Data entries
***

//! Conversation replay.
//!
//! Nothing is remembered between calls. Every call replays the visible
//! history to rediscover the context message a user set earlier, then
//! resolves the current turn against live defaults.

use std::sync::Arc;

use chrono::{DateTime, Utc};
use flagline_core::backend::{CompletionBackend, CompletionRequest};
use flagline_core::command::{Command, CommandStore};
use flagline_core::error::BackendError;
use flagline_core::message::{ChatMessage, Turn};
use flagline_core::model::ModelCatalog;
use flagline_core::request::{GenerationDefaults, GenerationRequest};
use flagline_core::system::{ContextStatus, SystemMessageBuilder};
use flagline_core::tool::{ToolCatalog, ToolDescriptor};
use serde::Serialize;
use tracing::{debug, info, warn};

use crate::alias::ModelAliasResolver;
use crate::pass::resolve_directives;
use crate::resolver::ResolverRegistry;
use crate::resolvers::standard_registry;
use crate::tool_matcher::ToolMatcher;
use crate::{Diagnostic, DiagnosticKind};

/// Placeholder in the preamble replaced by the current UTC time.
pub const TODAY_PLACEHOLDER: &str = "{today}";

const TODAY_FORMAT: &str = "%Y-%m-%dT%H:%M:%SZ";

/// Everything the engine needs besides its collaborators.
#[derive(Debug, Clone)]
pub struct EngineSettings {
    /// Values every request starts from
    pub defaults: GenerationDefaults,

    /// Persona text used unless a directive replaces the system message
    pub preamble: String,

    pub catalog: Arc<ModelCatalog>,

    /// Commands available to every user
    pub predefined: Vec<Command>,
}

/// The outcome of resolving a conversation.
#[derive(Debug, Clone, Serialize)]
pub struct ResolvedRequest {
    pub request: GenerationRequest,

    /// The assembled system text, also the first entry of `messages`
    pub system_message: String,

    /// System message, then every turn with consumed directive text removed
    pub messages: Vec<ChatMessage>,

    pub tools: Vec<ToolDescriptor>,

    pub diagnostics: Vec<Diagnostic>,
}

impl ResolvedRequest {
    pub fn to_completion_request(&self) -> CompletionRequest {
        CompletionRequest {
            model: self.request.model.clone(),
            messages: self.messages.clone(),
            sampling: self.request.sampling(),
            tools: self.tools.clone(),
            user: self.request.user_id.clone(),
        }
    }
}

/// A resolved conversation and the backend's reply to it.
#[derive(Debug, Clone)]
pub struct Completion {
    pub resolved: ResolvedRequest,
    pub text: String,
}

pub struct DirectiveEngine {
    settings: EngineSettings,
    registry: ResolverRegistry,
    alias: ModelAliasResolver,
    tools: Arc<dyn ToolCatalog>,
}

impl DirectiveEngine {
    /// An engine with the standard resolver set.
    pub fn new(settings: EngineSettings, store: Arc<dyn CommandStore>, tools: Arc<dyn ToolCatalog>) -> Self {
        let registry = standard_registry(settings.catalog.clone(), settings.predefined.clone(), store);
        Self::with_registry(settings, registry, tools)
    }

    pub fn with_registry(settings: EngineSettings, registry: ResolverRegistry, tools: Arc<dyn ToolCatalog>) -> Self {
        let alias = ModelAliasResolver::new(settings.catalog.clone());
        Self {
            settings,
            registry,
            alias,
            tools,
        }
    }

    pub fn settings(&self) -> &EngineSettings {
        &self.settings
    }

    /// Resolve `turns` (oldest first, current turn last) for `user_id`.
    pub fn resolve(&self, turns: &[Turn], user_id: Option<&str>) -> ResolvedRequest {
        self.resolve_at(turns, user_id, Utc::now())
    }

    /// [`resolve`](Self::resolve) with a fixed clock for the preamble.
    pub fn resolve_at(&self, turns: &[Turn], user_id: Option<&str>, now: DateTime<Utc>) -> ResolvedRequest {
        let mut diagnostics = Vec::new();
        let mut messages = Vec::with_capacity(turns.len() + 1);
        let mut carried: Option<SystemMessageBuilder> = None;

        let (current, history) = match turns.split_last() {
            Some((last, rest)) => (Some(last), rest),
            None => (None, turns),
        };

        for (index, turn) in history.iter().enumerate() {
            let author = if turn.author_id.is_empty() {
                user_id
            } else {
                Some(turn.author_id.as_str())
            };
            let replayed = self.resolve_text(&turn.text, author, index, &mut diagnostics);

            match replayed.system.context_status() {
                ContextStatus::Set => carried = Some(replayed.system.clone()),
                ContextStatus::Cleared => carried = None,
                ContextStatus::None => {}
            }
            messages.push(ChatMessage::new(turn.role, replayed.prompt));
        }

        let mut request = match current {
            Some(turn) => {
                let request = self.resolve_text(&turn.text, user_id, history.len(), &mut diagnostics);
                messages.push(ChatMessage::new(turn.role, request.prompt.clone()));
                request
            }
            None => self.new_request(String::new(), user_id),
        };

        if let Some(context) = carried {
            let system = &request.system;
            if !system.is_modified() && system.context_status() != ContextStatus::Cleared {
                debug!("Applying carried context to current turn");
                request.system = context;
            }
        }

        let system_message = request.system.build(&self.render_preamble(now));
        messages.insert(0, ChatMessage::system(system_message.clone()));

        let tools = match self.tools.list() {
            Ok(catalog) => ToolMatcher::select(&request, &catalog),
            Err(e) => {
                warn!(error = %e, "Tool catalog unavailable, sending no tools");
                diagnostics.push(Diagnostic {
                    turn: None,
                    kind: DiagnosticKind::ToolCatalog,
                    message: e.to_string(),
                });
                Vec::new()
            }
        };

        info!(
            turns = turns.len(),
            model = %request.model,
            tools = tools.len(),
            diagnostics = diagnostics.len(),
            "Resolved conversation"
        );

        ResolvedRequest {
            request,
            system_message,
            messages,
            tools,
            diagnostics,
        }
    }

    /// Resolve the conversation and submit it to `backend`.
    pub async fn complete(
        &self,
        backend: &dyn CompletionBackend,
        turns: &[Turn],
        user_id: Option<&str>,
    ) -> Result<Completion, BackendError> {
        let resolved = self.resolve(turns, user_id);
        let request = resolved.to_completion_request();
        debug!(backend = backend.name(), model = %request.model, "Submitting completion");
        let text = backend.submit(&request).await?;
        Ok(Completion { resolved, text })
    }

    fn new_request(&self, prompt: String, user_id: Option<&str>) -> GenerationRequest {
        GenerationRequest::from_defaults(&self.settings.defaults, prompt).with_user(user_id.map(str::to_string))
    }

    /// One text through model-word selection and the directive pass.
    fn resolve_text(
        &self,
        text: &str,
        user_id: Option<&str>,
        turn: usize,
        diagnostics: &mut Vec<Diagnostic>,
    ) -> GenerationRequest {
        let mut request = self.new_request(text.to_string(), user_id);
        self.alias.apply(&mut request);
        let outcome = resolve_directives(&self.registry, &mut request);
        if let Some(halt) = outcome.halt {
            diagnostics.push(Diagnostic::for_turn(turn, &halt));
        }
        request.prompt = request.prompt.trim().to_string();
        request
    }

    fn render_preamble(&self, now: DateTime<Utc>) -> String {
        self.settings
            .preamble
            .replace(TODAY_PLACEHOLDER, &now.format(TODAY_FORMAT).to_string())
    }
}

***

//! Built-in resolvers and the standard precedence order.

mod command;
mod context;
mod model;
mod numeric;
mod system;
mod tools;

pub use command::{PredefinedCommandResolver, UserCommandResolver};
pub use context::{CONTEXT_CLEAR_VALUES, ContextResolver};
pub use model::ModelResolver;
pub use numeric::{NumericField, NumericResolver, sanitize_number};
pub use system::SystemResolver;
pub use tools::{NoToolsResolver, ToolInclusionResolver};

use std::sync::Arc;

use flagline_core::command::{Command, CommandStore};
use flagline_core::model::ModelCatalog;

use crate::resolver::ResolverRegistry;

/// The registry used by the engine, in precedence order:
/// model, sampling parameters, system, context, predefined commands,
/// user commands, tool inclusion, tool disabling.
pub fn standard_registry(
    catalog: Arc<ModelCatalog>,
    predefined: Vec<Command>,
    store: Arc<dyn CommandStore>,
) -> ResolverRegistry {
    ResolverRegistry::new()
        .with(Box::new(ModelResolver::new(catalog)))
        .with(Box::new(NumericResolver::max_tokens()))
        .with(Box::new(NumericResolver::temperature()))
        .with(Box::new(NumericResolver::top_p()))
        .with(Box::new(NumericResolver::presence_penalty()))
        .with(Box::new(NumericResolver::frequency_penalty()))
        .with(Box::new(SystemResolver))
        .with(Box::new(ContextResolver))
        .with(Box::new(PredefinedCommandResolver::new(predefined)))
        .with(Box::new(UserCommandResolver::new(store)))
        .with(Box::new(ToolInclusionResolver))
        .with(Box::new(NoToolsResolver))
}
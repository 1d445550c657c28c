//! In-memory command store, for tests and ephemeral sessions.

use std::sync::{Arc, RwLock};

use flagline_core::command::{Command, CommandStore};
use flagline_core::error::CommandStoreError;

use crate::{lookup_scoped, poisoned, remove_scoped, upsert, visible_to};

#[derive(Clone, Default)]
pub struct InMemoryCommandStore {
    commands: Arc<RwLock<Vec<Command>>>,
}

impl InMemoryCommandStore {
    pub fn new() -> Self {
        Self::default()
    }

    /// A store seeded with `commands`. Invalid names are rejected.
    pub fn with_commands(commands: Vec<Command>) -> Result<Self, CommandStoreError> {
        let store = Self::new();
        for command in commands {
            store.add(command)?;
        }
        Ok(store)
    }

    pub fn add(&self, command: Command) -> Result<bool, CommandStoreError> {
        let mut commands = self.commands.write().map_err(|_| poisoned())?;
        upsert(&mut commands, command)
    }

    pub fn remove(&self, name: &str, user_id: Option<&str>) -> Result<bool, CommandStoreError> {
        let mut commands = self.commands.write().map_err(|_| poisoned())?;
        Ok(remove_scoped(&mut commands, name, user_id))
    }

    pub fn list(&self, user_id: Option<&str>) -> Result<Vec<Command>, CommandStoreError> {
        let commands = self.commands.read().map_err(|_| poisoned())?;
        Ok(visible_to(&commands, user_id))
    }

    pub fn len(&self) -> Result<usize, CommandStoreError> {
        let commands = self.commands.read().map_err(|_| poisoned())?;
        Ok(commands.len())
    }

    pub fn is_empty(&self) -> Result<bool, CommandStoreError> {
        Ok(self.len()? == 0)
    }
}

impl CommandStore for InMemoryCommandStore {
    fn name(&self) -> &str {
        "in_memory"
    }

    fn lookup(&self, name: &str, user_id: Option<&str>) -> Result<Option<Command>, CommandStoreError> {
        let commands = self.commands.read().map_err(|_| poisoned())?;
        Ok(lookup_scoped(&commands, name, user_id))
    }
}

***

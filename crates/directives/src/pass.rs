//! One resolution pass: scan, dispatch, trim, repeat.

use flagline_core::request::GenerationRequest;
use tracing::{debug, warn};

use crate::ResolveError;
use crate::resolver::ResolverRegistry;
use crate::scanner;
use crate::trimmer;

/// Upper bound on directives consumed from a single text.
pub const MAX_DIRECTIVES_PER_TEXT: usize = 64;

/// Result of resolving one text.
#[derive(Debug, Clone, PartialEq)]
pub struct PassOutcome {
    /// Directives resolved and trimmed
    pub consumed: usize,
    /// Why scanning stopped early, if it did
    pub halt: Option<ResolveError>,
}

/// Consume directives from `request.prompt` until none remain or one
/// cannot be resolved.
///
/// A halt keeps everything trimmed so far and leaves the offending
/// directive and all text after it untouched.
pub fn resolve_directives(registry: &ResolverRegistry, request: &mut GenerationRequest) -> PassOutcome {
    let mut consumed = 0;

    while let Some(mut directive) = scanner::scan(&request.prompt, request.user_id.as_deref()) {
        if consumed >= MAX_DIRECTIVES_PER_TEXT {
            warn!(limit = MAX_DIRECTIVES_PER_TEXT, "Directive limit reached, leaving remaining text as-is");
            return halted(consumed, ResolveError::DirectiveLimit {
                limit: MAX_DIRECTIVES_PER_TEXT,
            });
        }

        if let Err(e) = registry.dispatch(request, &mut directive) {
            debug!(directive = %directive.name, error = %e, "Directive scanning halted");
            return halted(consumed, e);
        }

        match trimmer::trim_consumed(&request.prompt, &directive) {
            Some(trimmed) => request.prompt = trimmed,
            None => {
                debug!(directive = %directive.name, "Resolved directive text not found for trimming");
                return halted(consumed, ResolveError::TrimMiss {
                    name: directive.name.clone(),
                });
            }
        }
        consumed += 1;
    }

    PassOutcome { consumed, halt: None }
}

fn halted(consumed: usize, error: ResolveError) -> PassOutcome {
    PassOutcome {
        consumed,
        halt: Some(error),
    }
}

***

• What to work on
Find all the lines with "CompletionRequest" in the data and copy them.

• Answer below
use flagline_core::backend::{CompletionBackend, CompletionRequest};
    pub fn to_completion_request(&self) -> CompletionRequest {
        CompletionRequest {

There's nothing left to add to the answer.